People who want to avoid ingredients need to check ingredients.
There are masses of people who recognise that, once producers/retailers have done their part and complied with the regulations, it's up to them to check ingredients and/or nutritional information on products they buy.
There's people with allergies, people with intolerances, vegans, vegetarians, coeliacs, Mormons, Muslims, Jews, other people with religious restrictions, people with alpha-gal syndrome, people on MAOIs, people on Antabuse, people on metronidazole, people with phenylketonuria, people on a medical ketogenic diet, people with liver disease, people with kidney disease, alcoholics, diabetics, people prone to contact dermatitis, people with high blood pressure or high cholesterol, people who just really really hate the taste of certain foods… who have I missed?
You want to avoid even mildly alcoholic foods because of your history with alcohol. Okay, makes perfect sense, there's lots of people in that situation. You don't mention a potential physical health consequence, so presumably the problem is that you feel it could be psychologically dangerous for you to taste alcohol, or to have the knowledge that you've ingested alcohol. That's completely understandable — and entirely your responsibility. You're no less capable of reading the ingredients than any of those other people. You're no less capable of making your own decision about which kinds of items you'll take the risk of not checking, either.
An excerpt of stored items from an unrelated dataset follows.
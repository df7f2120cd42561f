use tracing::{info, warn};
use uuid::Uuid;

use super::dto::{AdminUpdateUserRequest, AdminUserView};
use super::repo::UserStore;
use super::repo_types::{Role, User, UserChanges};
use crate::access::{authorize, Actor, Operation};
use crate::auth::dto::UpdateProfileRequest;
use crate::auth::services::{checked_email, checked_name};
use crate::error::{MarketError, MarketResult};
use crate::pipeline::{
    export::users_csv,
    query::{filter, paginate, ViewQuery},
    stats::{LocalCalendar, UserStats},
};

/// Fails with a conflict when `email` belongs to someone other than `owner`.
async fn ensure_email_free(users: &dyn UserStore, email: &str, owner: Uuid) -> MarketResult<()> {
    match users.find_by_email(email).await? {
        Some(other) if other.id != owner => {
            warn!(email = %email, "email already in use");
            Err(MarketError::Conflict("email already in use".into()))
        }
        _ => Ok(()),
    }
}

async fn ensure_not_last_admin(users: &dyn UserStore, target: &User) -> MarketResult<()> {
    if target.role == Role::Admin && users.count_by_role(Role::Admin).await? <= 1 {
        warn!(user_id = %target.id, "refusing to remove the last admin");
        return Err(MarketError::validation("cannot remove the last admin"));
    }
    Ok(())
}

pub async fn get_profile(users: &dyn UserStore, actor: &Actor) -> MarketResult<User> {
    authorize(Some(actor), Operation::ReadUser { user_id: actor.id })?;
    users
        .find(actor.id)
        .await?
        .ok_or(MarketError::NotFound("user", actor.id))
}

/// Self-service edit of name, email and phone. The role is never touched here.
pub async fn update_profile(
    users: &dyn UserStore,
    actor: &Actor,
    req: UpdateProfileRequest,
) -> MarketResult<User> {
    authorize(Some(actor), Operation::EditProfile { user_id: actor.id })?;

    let changes = UserChanges {
        name: req.name.as_deref().map(checked_name).transpose()?,
        email: req.email.as_deref().map(checked_email).transpose()?,
        phone: req.phone.map(|p| p.trim().to_string()),
        role: None,
    };
    if let Some(email) = &changes.email {
        ensure_email_free(users, email, actor.id).await?;
    }

    let user = users
        .update(actor.id, changes)
        .await?
        .ok_or(MarketError::NotFound("user", actor.id))?;
    info!(user_id = %user.id, "profile updated");
    Ok(user)
}

pub async fn admin_update_user(
    users: &dyn UserStore,
    actor: &Actor,
    id: Uuid,
    req: AdminUpdateUserRequest,
) -> MarketResult<User> {
    authorize(Some(actor), Operation::AdminEditUser)?;
    let name = checked_name(&req.name)?;
    let email = checked_email(&req.email)?;

    let target = users.find(id).await?.ok_or(MarketError::NotFound("user", id))?;
    if req.role != Role::Admin {
        ensure_not_last_admin(users, &target).await?;
    }
    ensure_email_free(users, &email, id).await?;

    let changes = UserChanges {
        name: Some(name),
        email: Some(email),
        phone: Some(req.phone.map(|p| p.trim().to_string()).unwrap_or_default()),
        role: Some(req.role),
    };
    let user = users
        .update(id, changes)
        .await?
        .ok_or(MarketError::NotFound("user", id))?;
    info!(user_id = %user.id, admin_id = %actor.id, role = %user.role, "user updated by admin");
    Ok(user)
}

/// Removes the account only. Listings that pointed at it keep their `ownerId`.
pub async fn admin_delete_user(users: &dyn UserStore, actor: &Actor, id: Uuid) -> MarketResult<()> {
    authorize(Some(actor), Operation::DeleteUser)?;
    let target = users.find(id).await?.ok_or(MarketError::NotFound("user", id))?;
    ensure_not_last_admin(users, &target).await?;

    if !users.delete(id).await? {
        return Err(MarketError::NotFound("user", id));
    }
    info!(user_id = %id, admin_id = %actor.id, "user deleted");
    Ok(())
}

pub async fn admin_user_view(
    users: &dyn UserStore,
    actor: &Actor,
    query: &ViewQuery,
    page_size: usize,
    calendar: &LocalCalendar,
) -> MarketResult<AdminUserView> {
    authorize(Some(actor), Operation::ListUsers)?;
    let all = users.list_all().await?;
    let stats = UserStats::compute(&all, calendar);
    let page = paginate(filter(all, &query.q), query.page, page_size);
    Ok(AdminUserView { page, stats })
}

pub async fn export_users(users: &dyn UserStore, actor: &Actor) -> MarketResult<String> {
    authorize(Some(actor), Operation::ListUsers)?;
    Ok(users_csv(&users.list_all().await?))
}
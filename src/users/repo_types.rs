use serde::{Deserialize, Serialize};
use sqlx::FromRow;
use time::OffsetDateTime;
use uuid::Uuid;

use crate::error::MarketError;

#[derive(Debug, Clone, Copy, PartialEq, Eq, Hash, Serialize, Deserialize)]
#[serde(rename_all = "lowercase")]
pub enum Role {
    Client,
    Craftsman,
    Admin,
}

impl Role {
    pub fn as_str(&self) -> &'static str {
        match self {
            Role::Client => "client",
            Role::Craftsman => "craftsman",
            Role::Admin => "admin",
        }
    }
}

impl std::fmt::Display for Role {
    fn fmt(&self, f: &mut std::fmt::Formatter<'_>) -> std::fmt::Result {
        f.write_str(self.as_str())
    }
}

impl std::str::FromStr for Role {
    type Err = MarketError;

    fn from_str(s: &str) -> Result<Self, Self::Err> {
        match s {
            "client" => Ok(Role::Client),
            "craftsman" => Ok(Role::Craftsman),
            "admin" => Ok(Role::Admin),
            other => Err(MarketError::validation(format!("unknown role '{other}'"))),
        }
    }
}

/// A registered account. The password hash never leaves the server.
#[derive(Debug, Clone, Serialize)]
#[serde(rename_all = "camelCase")]
pub struct User {
    #[serde(rename = "_id")]
    pub id: Uuid,
    pub name: String,
    pub email: String,
    /// Empty when the user gave no phone number.
    pub phone: String,
    #[serde(skip_serializing)]
    pub password_hash: String,
    pub role: Role,
    #[serde(with = "time::serde::rfc3339")]
    pub created_at: OffsetDateTime,
}

/// User record as stored in Postgres.
#[derive(Debug, FromRow)]
pub struct UserRow {
    pub id: Uuid,
    pub name: String,
    pub email: String,
    pub phone: String,
    pub password_hash: String,
    pub role: String,
    pub created_at: OffsetDateTime,
}

impl TryFrom<UserRow> for User {
    type Error = MarketError;

    fn try_from(r: UserRow) -> Result<Self, Self::Error> {
        let role = r
            .role
            .parse()
            .map_err(|_| MarketError::Store(format!("user {} has unknown role '{}'", r.id, r.role)))?;
        Ok(Self {
            id: r.id,
            name: r.name,
            email: r.email,
            phone: r.phone,
            password_hash: r.password_hash,
            role,
            created_at: r.created_at,
        })
    }
}

/// Fields for a new account; id and creation time are assigned by the store.
#[derive(Debug, Clone)]
pub struct NewUser {
    pub name: String,
    pub email: String,
    pub phone: String,
    pub password_hash: String,
    pub role: Role,
}

/// Partial update; `None` leaves the field untouched.
#[derive(Debug, Clone, Default)]
pub struct UserChanges {
    pub name: Option<String>,
    pub email: Option<String>,
    pub phone: Option<String>,
    pub role: Option<Role>,
}

impl UserChanges {
    pub fn apply(self, user: &mut User) {
        if let Some(name) = self.name {
            user.name = name;
        }
        if let Some(email) = self.email {
            user.email = email;
        }
        if let Some(phone) = self.phone {
            user.phone = phone;
        }
        if let Some(role) = self.role {
            user.role = role;
        }
    }
}
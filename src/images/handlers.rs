use axum::{
    extract::{DefaultBodyLimit, Multipart, State},
    http::StatusCode,
    routing::post,
    Json, Router,
};
use serde::Serialize;
use tracing::{instrument, warn};

use super::services::{upload_images, UploadItem};
use crate::{auth::extractors::AuthUser, error::MarketError, state::AppState};

const UPLOAD_FIELDS: [&str; 3] = ["file", "files", "files[]"];
const MAX_UPLOAD_BYTES: usize = 20 * 1024 * 1024;

#[derive(Debug, Serialize)]
pub struct UploadResponse {
    pub urls: Vec<String>,
}

pub fn upload_routes() -> Router<AppState> {
    Router::new()
        .route("/uploads", post(upload))
        .layer(DefaultBodyLimit::max(MAX_UPLOAD_BYTES))
}

/// POST /uploads (multipart), one or more image parts.
#[instrument(skip(state, mp))]
pub async fn upload(
    State(state): State<AppState>,
    AuthUser(actor): AuthUser,
    mut mp: Multipart,
) -> Result<(StatusCode, Json<UploadResponse>), MarketError> {
    let mut files = Vec::new();
    while let Some(field) = mp.next_field().await.map_err(|e| {
        warn!(error = %e, "malformed multipart body");
        MarketError::validation("malformed multipart body")
    })? {
        if !field.name().is_some_and(|n| UPLOAD_FIELDS.contains(&n)) {
            continue;
        }
        let content_type = field
            .content_type()
            .map(str::to_string)
            .unwrap_or_else(|| "application/octet-stream".into());
        let body = field
            .bytes()
            .await
            .map_err(|_| MarketError::validation("could not read uploaded file"))?;
        files.push(UploadItem { body, content_type });
    }

    let urls = upload_images(state.storage.as_ref(), &actor, files).await?;
    Ok((StatusCode::CREATED, Json(UploadResponse { urls })))
}
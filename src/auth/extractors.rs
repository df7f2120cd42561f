use axum::{
    async_trait,
    extract::{FromRef, FromRequestParts},
    http::{header::AUTHORIZATION, request::Parts},
};
use tracing::warn;

use super::claims::TokenKind;
use super::jwt::JwtKeys;
use crate::{access::Actor, error::MarketError, state::AppState};

/// The authenticated caller. The user is re-read on every request so a
/// changed role or a deleted account takes effect immediately.
pub struct AuthUser(pub Actor);

/// Like [`AuthUser`], but `None` when no Authorization header was sent.
pub struct MaybeAuthUser(pub Option<Actor>);

fn bearer(parts: &Parts) -> Result<Option<&str>, MarketError> {
    let Some(header) = parts.headers.get(AUTHORIZATION) else {
        return Ok(None);
    };
    let value = header.to_str().map_err(|_| MarketError::Unauthenticated)?;
    value
        .strip_prefix("Bearer ")
        .or_else(|| value.strip_prefix("bearer "))
        .map(Some)
        .ok_or(MarketError::Unauthenticated)
}

async fn resolve(token: &str, state: &AppState) -> Result<Actor, MarketError> {
    let keys = JwtKeys::from_ref(state);
    let claims = keys.verify(token).map_err(|e| {
        warn!(error = %e, "invalid or expired token");
        MarketError::Unauthenticated
    })?;
    if claims.kind != TokenKind::Access {
        warn!(user_id = %claims.sub, "refresh token used as access token");
        return Err(MarketError::Unauthenticated);
    }

    let user = state.users.find(claims.sub).await?.ok_or_else(|| {
        warn!(user_id = %claims.sub, "token for unknown user");
        MarketError::Unauthenticated
    })?;
    Ok(Actor::from(&user))
}

#[async_trait]
impl FromRequestParts<AppState> for AuthUser {
    type Rejection = MarketError;

    async fn from_request_parts(parts: &mut Parts, state: &AppState) -> Result<Self, Self::Rejection> {
        let token = bearer(parts)?.ok_or(MarketError::Unauthenticated)?;
        Ok(AuthUser(resolve(token, state).await?))
    }
}

#[async_trait]
impl FromRequestParts<AppState> for MaybeAuthUser {
    type Rejection = MarketError;

    async fn from_request_parts(parts: &mut Parts, state: &AppState) -> Result<Self, Self::Rejection> {
        match bearer(parts)? {
            Some(token) => Ok(MaybeAuthUser(Some(resolve(token, state).await?))),
            None => Ok(MaybeAuthUser(None)),
        }
    }
}
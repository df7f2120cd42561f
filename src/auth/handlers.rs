use axum::{
    extract::{FromRef, State},
    http::StatusCode,
    routing::{get, post},
    Json, Router,
};
use tracing::{info, instrument, warn};

use crate::{
    auth::{
        dto::{AuthResponse, LoginRequest, RefreshRequest, RegisterRequest, UpdateProfileRequest},
        extractors::AuthUser,
        jwt::JwtKeys,
        services,
    },
    error::{MarketError, MarketResult},
    extract::JsonBody,
    state::AppState,
    users::{
        repo_types::User,
        services::{get_profile, update_profile},
    },
};

pub fn auth_routes() -> Router<AppState> {
    Router::new()
        .route("/auth/register", post(register))
        .route("/auth/login", post(login))
        .route("/auth/refresh", post(refresh))
}

pub fn me_routes() -> Router<AppState> {
    Router::new().route("/me", get(get_me).put(update_me))
}

fn issue_tokens(state: &AppState, user: User) -> MarketResult<AuthResponse> {
    let keys = JwtKeys::from_ref(state);
    Ok(AuthResponse {
        access_token: keys.sign_access(user.id, user.role)?,
        refresh_token: keys.sign_refresh(user.id, user.role)?,
        user,
    })
}

#[instrument(skip(state, payload))]
pub async fn register(
    State(state): State<AppState>,
    JsonBody(payload): JsonBody<RegisterRequest>,
) -> Result<(StatusCode, Json<AuthResponse>), MarketError> {
    let user = services::register(state.users.as_ref(), payload).await?;
    Ok((StatusCode::CREATED, Json(issue_tokens(&state, user)?)))
}

#[instrument(skip(state, payload))]
pub async fn login(
    State(state): State<AppState>,
    JsonBody(payload): JsonBody<LoginRequest>,
) -> Result<Json<AuthResponse>, MarketError> {
    let user = services::login(state.users.as_ref(), &payload.email, &payload.password).await?;
    Ok(Json(issue_tokens(&state, user)?))
}

/// Trades a refresh token for a new pair. The user is re-read so the new
/// tokens carry the current role.
#[instrument(skip(state, payload))]
pub async fn refresh(
    State(state): State<AppState>,
    JsonBody(payload): JsonBody<RefreshRequest>,
) -> Result<Json<AuthResponse>, MarketError> {
    let claims = JwtKeys::from_ref(&state)
        .verify_refresh(&payload.refresh_token)
        .map_err(|e| {
            warn!(error = %e, "refresh rejected");
            MarketError::Unauthenticated
        })?;

    let user = state
        .users
        .find(claims.sub)
        .await?
        .ok_or(MarketError::Unauthenticated)?;
    info!(user_id = %user.id, "tokens refreshed");
    Ok(Json(issue_tokens(&state, user)?))
}

#[instrument(skip(state))]
pub async fn get_me(
    State(state): State<AppState>,
    AuthUser(actor): AuthUser,
) -> Result<Json<User>, MarketError> {
    Ok(Json(get_profile(state.users.as_ref(), &actor).await?))
}

#[instrument(skip(state, payload))]
pub async fn update_me(
    State(state): State<AppState>,
    AuthUser(actor): AuthUser,
    JsonBody(payload): JsonBody<UpdateProfileRequest>,
) -> Result<Json<User>, MarketError> {
    Ok(Json(update_profile(state.users.as_ref(), &actor, payload).await?))
}
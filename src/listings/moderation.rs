//! Listing lifecycle: submission, moderation and removal.
//!
//! A listing is born `pending` with an empty message. Only an admin moves it
//! afterwards, and may move it between any of the three states.

use tracing::{debug, info};
use uuid::Uuid;

use super::dto::{CreateListingRequest, ModerateListingRequest};
use super::repo::ListingStore;
use super::repo_types::{Listing, ListingChanges, NewListing};
use crate::access::{authorize, Actor, Operation};
use crate::error::{MarketError, MarketResult};
use crate::users::repo::UserStore;

fn required_text(value: Option<String>, field: &str) -> MarketResult<String> {
    match value.map(|v| v.trim().to_string()) {
        Some(v) if !v.is_empty() => Ok(v),
        _ => Err(MarketError::validation(format!("{field} is required"))),
    }
}

fn optional_text(value: Option<String>, field: &str) -> MarketResult<Option<String>> {
    value.map(|v| required_text(Some(v), field)).transpose()
}

fn finite_price(price: f64) -> MarketResult<f64> {
    if price.is_finite() {
        Ok(price)
    } else {
        Err(MarketError::validation("price must be a finite number"))
    }
}

/// Turns a raw submission into a [`NewListing`] owned by `ownerId` or, when
/// absent, by `default_owner`.
pub fn validate_submission(req: CreateListingRequest, default_owner: Uuid) -> MarketResult<NewListing> {
    if req.status.is_some() || req.message.is_some() || req.created_at.is_some() {
        debug!("ignoring client supplied status/message/createdAt");
    }

    let name = required_text(req.name, "name")?;
    let description = required_text(req.description, "description")?;
    let price = finite_price(
        req.price
            .ok_or_else(|| MarketError::validation("price is required"))?,
    )?;
    let category = required_text(req.category, "category")?;

    let images: Vec<String> = req
        .images
        .unwrap_or_default()
        .into_iter()
        .map(|url| url.trim().to_string())
        .collect();
    if images.is_empty() {
        return Err(MarketError::validation("at least one image is required"));
    }
    if images.iter().any(|url| url.is_empty()) {
        return Err(MarketError::validation("image urls must not be blank"));
    }

    Ok(NewListing {
        name,
        description,
        price,
        category,
        owner_id: req.owner_id.unwrap_or(default_owner),
        images,
    })
}

impl ModerateListingRequest {
    pub fn into_changes(self) -> MarketResult<ListingChanges> {
        let changes = ListingChanges {
            name: optional_text(self.name, "name")?,
            category: optional_text(self.category, "category")?,
            price: self.price.map(finite_price).transpose()?,
            status: self.status,
            message: self.message,
        };
        if changes.is_empty() {
            return Err(MarketError::validation("no fields to update"));
        }
        Ok(changes)
    }
}

pub async fn create_listing(
    listings: &dyn ListingStore,
    users: &dyn UserStore,
    actor: &Actor,
    req: CreateListingRequest,
) -> MarketResult<Listing> {
    let submission = validate_submission(req, actor.id)?;
    authorize(
        Some(actor),
        Operation::CreateListing {
            owner_id: submission.owner_id,
        },
    )?;

    if users.find(submission.owner_id).await?.is_none() {
        return Err(MarketError::NotFound("user", submission.owner_id));
    }

    let listing = listings.create(submission).await?;
    info!(listing_id = %listing.id, owner_id = %listing.owner_id, "listing submitted");
    Ok(listing)
}

pub async fn moderate(
    listings: &dyn ListingStore,
    actor: &Actor,
    id: Uuid,
    req: ModerateListingRequest,
) -> MarketResult<Listing> {
    authorize(Some(actor), Operation::ModerateListing)?;
    let changes = req.into_changes()?;

    let listing = listings
        .update(id, changes)
        .await?
        .ok_or(MarketError::NotFound("listing", id))?;
    info!(
        listing_id = %listing.id,
        admin_id = %actor.id,
        status = %listing.status,
        "listing moderated"
    );
    Ok(listing)
}

pub async fn delete_listing(listings: &dyn ListingStore, actor: &Actor, id: Uuid) -> MarketResult<()> {
    authorize(Some(actor), Operation::DeleteListing)?;
    if !listings.delete(id).await? {
        return Err(MarketError::NotFound("listing", id));
    }
    info!(listing_id = %id, admin_id = %actor.id, "listing deleted");
    Ok(())
}

#[cfg(test)]
mod tests {
    use super::*;
    use crate::fixtures::{actor_of, listing_request, seed_user, Stores};
    use crate::listings::repo_types::ListingStatus;
    use crate::users::repo_types::Role;

    #[tokio::test]
    async fn created_listing_is_pending_even_when_tampered() {
        let stores = Stores::new();
        let owner = seed_user(&stores.users, Role::Craftsman).await;

        let mut req = listing_request();
        req.status = Some(serde_json::json!("approved"));
        req.message = Some(serde_json::json!("approved by myself"));

        let listing = create_listing(&stores.listings, &stores.users, &actor_of(&owner), req)
            .await
            .unwrap();
        assert_eq!(listing.status, ListingStatus::Pending);
        assert_eq!(listing.message, "");
        assert_eq!(listing.owner_id, owner.id);
    }

    #[tokio::test]
    async fn empty_images_fail_validation_and_store_nothing() {
        let stores = Stores::new();
        let owner = seed_user(&stores.users, Role::Client).await;

        let mut req = listing_request();
        req.images = Some(vec![]);
        let result = create_listing(&stores.listings, &stores.users, &actor_of(&owner), req).await;

        assert!(matches!(result, Err(MarketError::Validation(_))));
        assert!(stores.listings.list_all().await.unwrap().is_empty());
    }

    #[test]
    fn each_required_field_is_checked() {
        let owner = Uuid::new_v4();
        let blank: [fn(&mut CreateListingRequest); 5] = [
            |r| r.name = Some("  ".into()),
            |r| r.description = None,
            |r| r.price = None,
            |r| r.category = Some(String::new()),
            |r| r.images = None,
        ];
        for strip in blank {
            let mut req = listing_request();
            strip(&mut req);
            assert!(matches!(
                validate_submission(req, owner),
                Err(MarketError::Validation(_))
            ));
        }
    }

    #[test]
    fn non_finite_price_is_rejected_but_zero_and_negative_pass() {
        let owner = Uuid::new_v4();
        for (price, ok) in [(f64::NAN, false), (f64::INFINITY, false), (0.0, true), (-3.0, true)] {
            let mut req = listing_request();
            req.price = Some(price);
            assert_eq!(validate_submission(req, owner).is_ok(), ok, "price {price}");
        }
    }

    #[tokio::test]
    async fn members_cannot_submit_for_someone_else() {
        let stores = Stores::new();
        let me = seed_user(&stores.users, Role::Client).await;
        let other = seed_user(&stores.users, Role::Craftsman).await;

        let mut req = listing_request();
        req.owner_id = Some(other.id);
        let result = create_listing(&stores.listings, &stores.users, &actor_of(&me), req).await;
        assert!(matches!(result, Err(MarketError::Unauthorized)));
    }

    #[tokio::test]
    async fn unknown_owner_is_not_found() {
        let stores = Stores::new();
        let admin = seed_user(&stores.users, Role::Admin).await;

        let mut req = listing_request();
        let ghost = Uuid::new_v4();
        req.owner_id = Some(ghost);
        let result = create_listing(&stores.listings, &stores.users, &actor_of(&admin), req).await;
        assert!(matches!(result, Err(MarketError::NotFound("user", id)) if id == ghost));
    }

    #[tokio::test]
    async fn admin_approves_someone_elses_listing() {
        let stores = Stores::new();
        let owner = seed_user(&stores.users, Role::Craftsman).await;
        let admin = seed_user(&stores.users, Role::Admin).await;
        let listing = create_listing(&stores.listings, &stores.users, &actor_of(&owner), listing_request())
            .await
            .unwrap();

        let req = ModerateListingRequest {
            status: Some(ListingStatus::Approved),
            message: Some("looks good".into()),
            ..Default::default()
        };
        let updated = moderate(&stores.listings, &actor_of(&admin), listing.id, req).await.unwrap();
        assert_eq!(updated.status, ListingStatus::Approved);
        assert_eq!(updated.message, "looks good");
        assert_eq!(updated.name, listing.name);

        // approved is not terminal
        let back = ModerateListingRequest {
            status: Some(ListingStatus::Pending),
            ..Default::default()
        };
        let reverted = moderate(&stores.listings, &actor_of(&admin), listing.id, back).await.unwrap();
        assert_eq!(reverted.status, ListingStatus::Pending);
        assert_eq!(reverted.message, "looks good");
    }

    #[tokio::test]
    async fn non_admins_cannot_moderate_or_delete_even_their_own() {
        let stores = Stores::new();
        let owner = seed_user(&stores.users, Role::Craftsman).await;
        let stranger = seed_user(&stores.users, Role::Client).await;
        let listing = create_listing(&stores.listings, &stores.users, &actor_of(&owner), listing_request())
            .await
            .unwrap();

        for who in [&owner, &stranger] {
            let req = ModerateListingRequest {
                status: Some(ListingStatus::Approved),
                ..Default::default()
            };
            let moderated = moderate(&stores.listings, &actor_of(who), listing.id, req).await;
            assert!(matches!(moderated, Err(MarketError::Unauthorized)));

            let deleted = delete_listing(&stores.listings, &actor_of(who), listing.id).await;
            assert!(matches!(deleted, Err(MarketError::Unauthorized)));
        }
        let stored = stores.listings.find(listing.id).await.unwrap().unwrap();
        assert_eq!(stored.status, ListingStatus::Pending);
    }

    #[tokio::test]
    async fn moderate_needs_a_field_and_an_existing_listing() {
        let stores = Stores::new();
        let admin = actor_of(&seed_user(&stores.users, Role::Admin).await);

        let empty = moderate(&stores.listings, &admin, Uuid::new_v4(), ModerateListingRequest::default()).await;
        assert!(matches!(empty, Err(MarketError::Validation(_))));

        let req = ModerateListingRequest {
            message: Some("hi".into()),
            ..Default::default()
        };
        let missing = moderate(&stores.listings, &admin, Uuid::new_v4(), req).await;
        assert!(matches!(missing, Err(MarketError::NotFound("listing", _))));
    }

    #[tokio::test]
    async fn deleting_missing_listing_is_not_found_and_changes_nothing() {
        let stores = Stores::new();
        let owner = seed_user(&stores.users, Role::Client).await;
        let admin = actor_of(&seed_user(&stores.users, Role::Admin).await);
        let kept = create_listing(&stores.listings, &stores.users, &actor_of(&owner), listing_request())
            .await
            .unwrap();

        let result = delete_listing(&stores.listings, &admin, Uuid::new_v4()).await;
        assert!(matches!(result, Err(MarketError::NotFound("listing", _))));
        assert_eq!(stores.listings.list_all().await.unwrap(), vec![kept.clone()]);

        delete_listing(&stores.listings, &admin, kept.id).await.unwrap();
        assert!(stores.listings.list_all().await.unwrap().is_empty());
    }
}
I'm probably more irked by your post than I would otherwise be, because — as well as routinely checking ingredients lists for gluten and nutrition information for sugar — I've had to spend more time than I'd have liked, over the past few years, searching around for and downloading safety data sheets from the internet, cross-referencing them with bafflingly technical Wikipedia pages about chemistry, and trying to make inferences from incomplete data. I do this because I have a family member who reacts badly to a particular set of chemicals that are a common ingredient in toiletries and cleaning products. Unfortunately, cleaning products — even if they're ones that are very likely to get on your skin, like washing-up liquid or surface wipes — don't have to list their ingredients like toiletries do, so I need to do the legwork. I don't get it all nicely presented to me on the back of the packaging, let alone emphasized on the front.
And you're here complaining about not getting an abject enough apology or a big enough compo voucher when you complained that there was a small amount of alcohol in a luxury pudding of a type which commonly contains alcohol. Alcohol which you have already conceded did not, in fact, have any negative psychological impact on you, and which was not only listed in the ingredients for you, but warned about directly above the info panel on the front of the box.
I'll think of you next time I'm hunting around online trying to find a safety data sheet to investigate whether using a particular cleaning product on the bath will turn my family member's skin into a scabby mess.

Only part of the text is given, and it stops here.